■ ASSIGNMENT ■
Working through the records below, count the lines that include "back". The reply is that number alone.

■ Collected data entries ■
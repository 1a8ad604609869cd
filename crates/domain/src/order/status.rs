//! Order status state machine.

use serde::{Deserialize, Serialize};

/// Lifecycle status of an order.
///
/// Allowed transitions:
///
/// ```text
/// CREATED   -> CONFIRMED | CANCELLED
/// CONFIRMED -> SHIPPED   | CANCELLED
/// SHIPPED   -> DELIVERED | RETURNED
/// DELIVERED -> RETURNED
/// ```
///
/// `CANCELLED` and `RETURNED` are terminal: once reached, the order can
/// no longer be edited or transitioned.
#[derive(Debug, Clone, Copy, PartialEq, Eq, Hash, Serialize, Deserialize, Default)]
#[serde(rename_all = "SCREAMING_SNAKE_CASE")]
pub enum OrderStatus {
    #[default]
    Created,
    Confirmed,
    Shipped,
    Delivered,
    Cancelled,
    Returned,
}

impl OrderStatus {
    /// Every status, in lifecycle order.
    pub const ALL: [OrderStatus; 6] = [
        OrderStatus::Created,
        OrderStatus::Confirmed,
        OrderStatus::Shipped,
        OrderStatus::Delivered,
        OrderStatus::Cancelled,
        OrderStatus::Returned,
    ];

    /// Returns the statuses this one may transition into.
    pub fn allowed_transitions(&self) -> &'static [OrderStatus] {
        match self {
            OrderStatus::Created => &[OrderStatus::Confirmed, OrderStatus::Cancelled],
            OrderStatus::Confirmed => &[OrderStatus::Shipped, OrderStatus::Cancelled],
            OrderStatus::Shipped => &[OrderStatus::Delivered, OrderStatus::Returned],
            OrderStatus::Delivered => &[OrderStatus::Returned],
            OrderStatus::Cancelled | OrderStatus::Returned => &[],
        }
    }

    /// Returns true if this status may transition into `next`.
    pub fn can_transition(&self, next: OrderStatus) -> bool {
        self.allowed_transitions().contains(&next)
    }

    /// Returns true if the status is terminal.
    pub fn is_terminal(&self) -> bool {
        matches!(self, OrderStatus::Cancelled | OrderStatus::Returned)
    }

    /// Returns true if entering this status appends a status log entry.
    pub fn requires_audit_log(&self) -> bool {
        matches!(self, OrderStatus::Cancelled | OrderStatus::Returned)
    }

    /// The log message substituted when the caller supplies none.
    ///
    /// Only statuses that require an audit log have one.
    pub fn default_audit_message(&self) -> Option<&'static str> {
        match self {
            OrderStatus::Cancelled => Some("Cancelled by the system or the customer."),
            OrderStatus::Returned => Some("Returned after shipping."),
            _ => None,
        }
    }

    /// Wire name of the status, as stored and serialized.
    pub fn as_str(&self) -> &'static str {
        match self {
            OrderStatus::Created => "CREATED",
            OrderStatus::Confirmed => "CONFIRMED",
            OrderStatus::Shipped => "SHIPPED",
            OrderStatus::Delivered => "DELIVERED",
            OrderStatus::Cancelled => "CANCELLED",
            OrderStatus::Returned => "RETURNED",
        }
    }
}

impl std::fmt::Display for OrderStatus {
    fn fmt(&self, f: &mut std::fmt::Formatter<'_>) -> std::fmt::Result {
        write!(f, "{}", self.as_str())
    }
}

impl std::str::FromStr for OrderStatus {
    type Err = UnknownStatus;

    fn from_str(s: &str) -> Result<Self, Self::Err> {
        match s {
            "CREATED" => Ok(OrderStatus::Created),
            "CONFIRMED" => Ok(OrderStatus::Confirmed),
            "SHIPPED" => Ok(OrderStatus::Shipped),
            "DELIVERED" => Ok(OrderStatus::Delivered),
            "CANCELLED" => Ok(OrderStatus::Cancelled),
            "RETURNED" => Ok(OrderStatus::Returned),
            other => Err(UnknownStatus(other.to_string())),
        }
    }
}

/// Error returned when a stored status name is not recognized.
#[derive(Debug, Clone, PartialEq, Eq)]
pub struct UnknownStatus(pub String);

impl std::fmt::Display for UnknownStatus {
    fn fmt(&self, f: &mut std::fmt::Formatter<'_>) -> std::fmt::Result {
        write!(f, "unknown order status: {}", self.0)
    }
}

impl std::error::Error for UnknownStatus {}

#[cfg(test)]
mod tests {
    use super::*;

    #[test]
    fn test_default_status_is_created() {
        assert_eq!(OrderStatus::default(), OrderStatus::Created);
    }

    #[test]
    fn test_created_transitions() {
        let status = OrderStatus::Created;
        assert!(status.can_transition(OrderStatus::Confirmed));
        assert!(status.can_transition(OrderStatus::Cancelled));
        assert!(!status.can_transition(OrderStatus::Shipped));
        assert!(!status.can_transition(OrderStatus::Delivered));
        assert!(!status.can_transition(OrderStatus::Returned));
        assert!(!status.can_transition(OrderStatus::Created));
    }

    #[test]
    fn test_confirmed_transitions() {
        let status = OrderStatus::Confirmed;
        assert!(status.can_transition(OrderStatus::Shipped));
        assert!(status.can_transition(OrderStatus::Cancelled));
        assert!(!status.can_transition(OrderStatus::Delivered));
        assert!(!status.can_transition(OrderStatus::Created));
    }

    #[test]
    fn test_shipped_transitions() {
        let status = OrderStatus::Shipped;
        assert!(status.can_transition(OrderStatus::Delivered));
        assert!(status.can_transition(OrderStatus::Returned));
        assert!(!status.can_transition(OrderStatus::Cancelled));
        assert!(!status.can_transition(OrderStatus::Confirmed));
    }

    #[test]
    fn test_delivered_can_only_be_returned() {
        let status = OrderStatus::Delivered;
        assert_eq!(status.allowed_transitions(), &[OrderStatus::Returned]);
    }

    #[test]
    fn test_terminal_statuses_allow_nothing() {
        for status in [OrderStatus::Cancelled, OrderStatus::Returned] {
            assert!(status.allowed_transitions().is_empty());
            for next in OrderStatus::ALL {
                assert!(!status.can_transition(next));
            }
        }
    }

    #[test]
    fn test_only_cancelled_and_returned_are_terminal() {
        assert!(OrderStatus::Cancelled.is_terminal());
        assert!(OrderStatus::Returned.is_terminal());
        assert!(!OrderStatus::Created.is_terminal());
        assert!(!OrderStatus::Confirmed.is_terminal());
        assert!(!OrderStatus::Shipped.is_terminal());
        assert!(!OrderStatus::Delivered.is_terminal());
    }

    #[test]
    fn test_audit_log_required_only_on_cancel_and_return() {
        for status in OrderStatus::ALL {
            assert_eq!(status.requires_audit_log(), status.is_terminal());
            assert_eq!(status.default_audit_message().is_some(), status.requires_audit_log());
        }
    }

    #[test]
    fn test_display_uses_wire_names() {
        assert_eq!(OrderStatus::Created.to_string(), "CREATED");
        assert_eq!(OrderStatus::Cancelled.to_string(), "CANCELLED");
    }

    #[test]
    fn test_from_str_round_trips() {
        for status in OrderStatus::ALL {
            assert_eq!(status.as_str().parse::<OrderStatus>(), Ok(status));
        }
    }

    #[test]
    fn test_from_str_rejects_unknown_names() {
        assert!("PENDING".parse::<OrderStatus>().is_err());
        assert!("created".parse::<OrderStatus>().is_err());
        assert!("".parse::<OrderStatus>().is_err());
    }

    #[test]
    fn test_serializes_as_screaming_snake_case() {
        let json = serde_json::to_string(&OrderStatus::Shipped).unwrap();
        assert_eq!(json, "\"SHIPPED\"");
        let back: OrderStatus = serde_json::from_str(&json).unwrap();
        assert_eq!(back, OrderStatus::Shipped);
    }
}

■ ANSWER AREA ■
2